Collected data entries:
================================

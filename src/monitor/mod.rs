//! Report monitoring for vendor maps.
//!
//! A [`JobMonitor`] consumes [`JobReference`]s from its own queue and takes
//! each one to a terminal [`ReportStatus`]:
//!
//! ```text
//! NoReport --(cache has none)--> ReportRequested --(created)--> Polling --> Terminal
//!    ^                                  |
//!    +------(concurrency limit, sleep)--+
//! ```
//!
//! Report state is shared with other processes through a [`StatusCache`];
//! the monitor re-reads it before creating a report and writes every observed
//! status back. The remote service is reached through [`ReportApi`].

pub mod api;
pub mod backoff;
pub mod cache;
pub mod job;
pub mod runner;

pub use api::{CreateOutcome, ReportApi};
pub use cache::{InMemoryStatusCache, StatusCache, StatusCacheFactory};
pub use job::{JobReference, MonitorState, ReportStatus};
pub use runner::{JobMonitor, JobMonitorBuilder, MonitorSnapshot, MonitorStats};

================================

Try it: Retype the records, line for line.

Output of the task:
filename src/monitor/mod.rs
//! Report monitoring for vendor maps.
//!
//! A [`JobMonitor`] consumes [`JobReference`]s from its own queue and takes
//! each one to a terminal [`ReportStatus`]:
//!
//! ```text
//! NoReport --(cache has none)--> ReportRequested --(created)--> Polling --> Terminal
//!    ^                                  |
//!    +------(concurrency limit, sleep)--+
//! ```
//!
//! Report state is shared with other processes through a [`StatusCache`];
//! the monitor re-reads it before creating a report and writes every observed
//! status back. The remote service is reached through [`ReportApi`].

pub mod api;
pub mod backoff;
pub mod cache;
pub mod job;
pub mod runner;

pub use api::{CreateOutcome, ReportApi};
pub use cache::{InMemoryStatusCache, StatusCache, StatusCacheFactory};
pub use job::{JobReference, MonitorState, ReportStatus};
pub use runner::{JobMonitor, JobMonitorBuilder, MonitorSnapshot, MonitorStats};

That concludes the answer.